ISO 4 (Information and documentation — Rules for the abbreviation of title words and titles of publications) is an international standard which defines a uniform system for the abbreviation of serial publication titles, i.e., titles of publications such as scientific journals that are published in regular installments.

The International Organization for Standardization (ISO) has appointed the ISSN International Centre as the registration authority for ISO 4. It maintains the List of Title Word Abbreviations (LTWA), which contains standard abbreviations for words commonly found in serial titles. , the standard's most recent update came in 1997, when its third edition was released.

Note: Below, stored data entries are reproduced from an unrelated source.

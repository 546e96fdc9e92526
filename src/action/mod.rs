//! # Actions
//!
//! An [`Action`] lives on a resource or directly on a version. Default actions
//! (`index`, `show`, `create`, `update`, `destroy`) come with built-in
//! behavior; anything else is a custom action that needs an HTTP method and a
//! behavior of its own.
//!
//! At request time exactly one behavior runs, in this order of precedence:
//!
//! 1. the override body, handed back to the transport untouched,
//! 2. the replacement body, run after the guards,
//! 3. the default behavior for the action's [`ActionKind`].

mod behavior;
mod builder;
mod kind;

pub use behavior::{AccessFilter, Behavior, BehaviorResult, BoxFuture, StrongParams};
pub use builder::ActionBuilder;
pub use kind::{ActionKind, HttpMethod, DEFAULT_ACTIONS, PAGING};

use crate::collection::Named;
use crate::error::DefinitionError;
use crate::model::inflect::{pluralize, singularize};
use crate::model::Cardinality;
use crate::resource::Resource;
use std::collections::BTreeSet;
use tracing::debug;

/// Construction options for [`Action::create`].
#[derive(Debug, Clone, Copy, Default)]
pub struct ActionParams {
    pub method: Option<HttpMethod>,
    pub override_: bool,
}

impl ActionParams {
    pub fn method(method: HttpMethod) -> Self {
        Self {
            method: Some(method),
            override_: false,
        }
    }

    pub fn overridden() -> Self {
        Self {
            method: None,
            override_: true,
        }
    }
}

/// The block passed to [`Action::create`].
pub enum ActionBlock {
    /// Evaluated against an [`ActionBuilder`] during construction.
    Configure(Box<dyn FnOnce(&mut ActionBuilder)>),
    /// Stored as the action (or override) body.
    Behavior(Behavior),
}

/// What an action needs to know about the resource that owns it.
#[derive(Debug, Clone, Copy)]
pub struct Owner<'a> {
    pub name: &'a str,
    pub singular: bool,
    pub strong_params: Option<&'a StrongParams>,
}

#[derive(Debug, Clone)]
pub struct Action {
    name: String,
    kind: ActionKind,
    http_method: Option<HttpMethod>,
    access_filter: Option<AccessFilter>,
    allowed: BTreeSet<String>,
    strong_params: Option<StrongParams>,
    action_body: Option<Behavior>,
    override_body: Option<Behavior>,
}

impl Action {
    /// Builds an action of the kind its name implies.
    ///
    /// A behavior block becomes the override body when `params.override_` is
    /// set and the action body otherwise. A configuration block is evaluated
    /// right away.
    pub fn create(
        name: impl Into<String>,
        params: ActionParams,
        block: Option<ActionBlock>,
    ) -> Result<Self, DefinitionError> {
        let name = name.into();
        let kind = ActionKind::from_name(&name);

        let mut builder = ActionBuilder::default();
        match block {
            Some(ActionBlock::Behavior(body)) if params.override_ => {
                builder.override_body = Some(body);
            }
            Some(ActionBlock::Behavior(body)) => builder.action_body = Some(body),
            Some(ActionBlock::Configure(configure)) => configure(&mut builder),
            None => {}
        }

        let http_method = params.method.or_else(|| kind.default_method());
        if http_method.is_none() {
            return Err(DefinitionError::MissingHttpMethod(name));
        }

        debug!(action = %name, ?kind, ?http_method, "Action created");
        Ok(Self {
            name,
            kind,
            http_method,
            access_filter: builder.access_filter,
            allowed: builder.allowed,
            strong_params: builder.strong_params,
            action_body: builder.action_body,
            override_body: builder.override_body,
        })
    }

    pub fn kind(&self) -> ActionKind {
        self.kind
    }

    pub fn http_method(&self) -> Option<HttpMethod> {
        self.http_method
    }

    pub fn is_default(&self) -> bool {
        self.kind.is_default()
    }

    /// Whether a sub-feature such as [`PAGING`] was enabled with `allows`.
    pub fn allowed(&self, feature: &str) -> bool {
        self.allowed.contains(feature)
    }

    pub fn allowed_features(&self) -> &BTreeSet<String> {
        &self.allowed
    }

    /// Evaluates the access filter. Actions without one are open.
    pub fn permits_access(&self) -> bool {
        self.access_filter
            .as_ref()
            .map_or(true, AccessFilter::allows)
    }

    pub fn strong_params(&self) -> Option<&StrongParams> {
        self.strong_params.as_ref()
    }

    pub fn action_body(&self) -> Option<&Behavior> {
        self.action_body.as_ref()
    }

    pub fn override_body(&self) -> Option<&Behavior> {
        self.override_body.as_ref()
    }

    pub fn is_overridden(&self) -> bool {
        self.override_body.is_some()
    }

    pub fn is_replaced(&self) -> bool {
        self.action_body.is_some()
    }

    /// Checks the action against its owning resource once that resource's
    /// block has run. Missing strong params are filled in from the resource
    /// level `attributes` here.
    pub fn validate(
        &mut self,
        owner: Owner<'_>,
        parent: Option<&Resource>,
    ) -> Result<(), DefinitionError> {
        if !self.is_default() {
            return Ok(());
        }

        if let Some(parent) = parent {
            if !self.is_overridden() {
                self.check_association(owner.name, parent)?;
            }
        }

        if self.kind.requires_strong_params() && self.strong_params.is_none() {
            match owner.strong_params {
                Some(strong_params) => self.strong_params = Some(strong_params.clone()),
                None => {
                    return Err(DefinitionError::MissingAttributes {
                        action: self.name.clone(),
                        resource: owner.name.to_string(),
                    })
                }
            }
        }

        if owner.singular && parent.is_none() && !self.is_overridden() && !self.is_replaced() {
            return Err(DefinitionError::MissingBehavior {
                action: self.name.clone(),
                resource: owner.name.to_string(),
            });
        }

        Ok(())
    }

    fn check_association(&self, resource: &str, parent: &Resource) -> Result<(), DefinitionError> {
        let model = parent.model();
        let singular = singularize(resource);
        let plural = pluralize(resource);

        let (present, message) = match self.kind {
            ActionKind::Index => (
                model.has_association(&plural, Cardinality::Many),
                format!(
                    "Can't use default :{} action on `{}' without a has_many or has_and_belongs_to_many `{}' association",
                    self.name,
                    parent.name(),
                    singular
                ),
            ),
            ActionKind::Create => (
                model.has_association(&singular, Cardinality::One)
                    || model.has_association(&plural, Cardinality::Many),
                format!(
                    "Can't use default :create action on `{}' without a `{}' association",
                    parent.name(),
                    singular
                ),
            ),
            _ => (
                model.has_association(&singular, Cardinality::One),
                format!(
                    "Can't use default :{} action on `{}' without a has_one `{}' association",
                    self.name,
                    parent.name(),
                    singular
                ),
            ),
        };

        if present {
            Ok(())
        } else {
            Err(DefinitionError::MissingAssociation(message))
        }
    }
}

impl Named for Action {
    fn name(&self) -> &str {
        &self.name
    }
}

#[cfg(test)]
mod tests {
    use super::*;

    fn owner(name: &str) -> Owner<'_> {
        Owner {
            name,
            singular: false,
            strong_params: None,
        }
    }

    #[test]
    fn test_custom_action_requires_http_method() {
        let err = Action::create("status", ActionParams::default(), None).unwrap_err();
        assert_eq!(
            err.to_string(),
            "You must specify an HTTP method (get, put, post, delete) for action `status'"
        );

        let action =
            Action::create("status", ActionParams::method(HttpMethod::Get), None).unwrap();
        assert_eq!(action.kind(), ActionKind::Custom);
        assert_eq!(action.http_method(), Some(HttpMethod::Get));
    }

    #[test]
    fn test_configuration_block_is_applied() {
        let action = Action::create(
            "index",
            ActionParams::default(),
            Some(ActionBlock::Configure(Box::new(|a: &mut ActionBuilder| {
                a.allows(&[PAGING]).access_filter(|| false);
            }))),
        )
        .unwrap();

        assert!(action.allowed(PAGING));
        assert!(!action.allowed("sorting"));
        assert!(!action.permits_access());
        assert_eq!(action.http_method(), Some(HttpMethod::Get));
    }

    #[test]
    fn test_behavior_block_placement() {
        let body = Behavior::sync(|_| Ok(()));
        let replaced = Action::create(
            "show",
            ActionParams::default(),
            Some(ActionBlock::Behavior(body.clone())),
        )
        .unwrap();
        assert!(replaced.is_replaced());
        assert!(!replaced.is_overridden());

        let overridden = Action::create(
            "show",
            ActionParams::overridden(),
            Some(ActionBlock::Behavior(body)),
        )
        .unwrap();
        assert!(overridden.is_overridden());
        assert!(!overridden.is_replaced());
    }

    #[test]
    fn test_write_actions_need_strong_params() {
        let mut create = Action::create("create", ActionParams::default(), None).unwrap();
        let err = create.validate(owner("products"), None).unwrap_err();
        assert_eq!(
            err.to_string(),
            "An attributes block was not specified for `create' action on resource `products'"
        );

        let fallback = StrongParams::new(|params| Ok(params.permit(&["title"])));
        let mut update = Action::create("update", ActionParams::default(), None).unwrap();
        update
            .validate(
                Owner {
                    strong_params: Some(&fallback),
                    ..owner("products")
                },
                None,
            )
            .unwrap();
        assert!(update.strong_params().is_some());
    }

    #[test]
    fn test_singular_top_level_needs_own_behavior() {
        let singular = Owner {
            singular: true,
            ..owner("account")
        };

        let mut show = Action::create("show", ActionParams::default(), None).unwrap();
        let err = show.validate(singular, None).unwrap_err();
        assert_eq!(
            err.to_string(),
            "Can't use default :show action on singular resource `account'"
        );

        let mut replaced = Action::create(
            "show",
            ActionParams::default(),
            Some(ActionBlock::Behavior(Behavior::sync(|_| Ok(())))),
        )
        .unwrap();
        assert!(replaced.validate(singular, None).is_ok());
    }
}
//! Response descriptors handed to the transport layer.

use serde::Serialize;
use serde_json::Value;
use std::fmt;

/// Outcome status, named after the HTTP statuses the transport renders.
#[derive(Debug, Clone, Copy, PartialEq, Eq, Hash, Serialize)]
#[serde(rename_all = "snake_case")]
pub enum Status {
    Ok,
    BadRequest,
    Unauthorized,
    NotFound,
    InternalServerError,
}

impl Status {
    pub fn code(self) -> u16 {
        match self {
            Status::Ok => 200,
            Status::BadRequest => 400,
            Status::Unauthorized => 401,
            Status::NotFound => 404,
            Status::InternalServerError => 500,
        }
    }

    pub fn is_success(self) -> bool {
        matches!(self, Status::Ok)
    }
}

impl fmt::Display for Status {
    fn fmt(&self, f: &mut fmt::Formatter<'_>) -> fmt::Result {
        let name = match self {
            Status::Ok => "ok",
            Status::BadRequest => "bad_request",
            Status::Unauthorized => "unauthorized",
            Status::NotFound => "not_found",
            Status::InternalServerError => "internal_server_error",
        };
        f.write_str(name)
    }
}

/// A rendered `{status, body}` pair.
#[derive(Debug, Clone, PartialEq, Serialize)]
pub struct Response {
    pub status: Status,
    pub body: Value,
}

impl Response {
    pub fn new(status: Status, body: impl Into<Value>) -> Self {
        Self {
            status,
            body: body.into(),
        }
    }

    pub fn ok(body: impl Into<Value>) -> Self {
        Self::new(Status::Ok, body)
    }

    /// The body as a string, for error responses.
    pub fn message(&self) -> Option<&str> {
        self.body.as_str()
    }
}

#[cfg(test)]
mod tests {
    use super::*;
    use serde_json::json;

    #[test]
    fn test_status_displays_as_logged() {
        assert_eq!(Status::Ok.to_string(), "ok");
        assert_eq!(Status::BadRequest.to_string(), "bad_request");
        assert_eq!(Status::NotFound.to_string(), "not_found");

        for status in [
            Status::Ok,
            Status::BadRequest,
            Status::Unauthorized,
            Status::NotFound,
            Status::InternalServerError,
        ] {
            assert_eq!(serde_json::to_value(status).unwrap(), json!(status.to_string()));
        }
    }

    #[test]
    fn test_message_is_only_for_text_bodies() {
        let response = Response::new(Status::BadRequest, "Unknown API version: 3");
        assert_eq!(response.message(), Some("Unknown API version: 3"));
        assert_eq!(Response::ok(json!({ "id": 1 })).message(), None);
    }
}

A major use of ISO 4 is to abbreviate the names of scientific journals using the LTWA. For instance, under ISO 4 standards, the Journal of Biological Chemistry is cited as J. Biol. Chem., and the Journal of Polymer Science Part A should be cited as J. Polym. Sci. A (capitalization is not specified by the standard). The standard notes that "Full stops shall only be used to indicate an abbreviation. Full stops may be omitted from abbreviated words in applications that require limited use of punctuation" (section 4.6).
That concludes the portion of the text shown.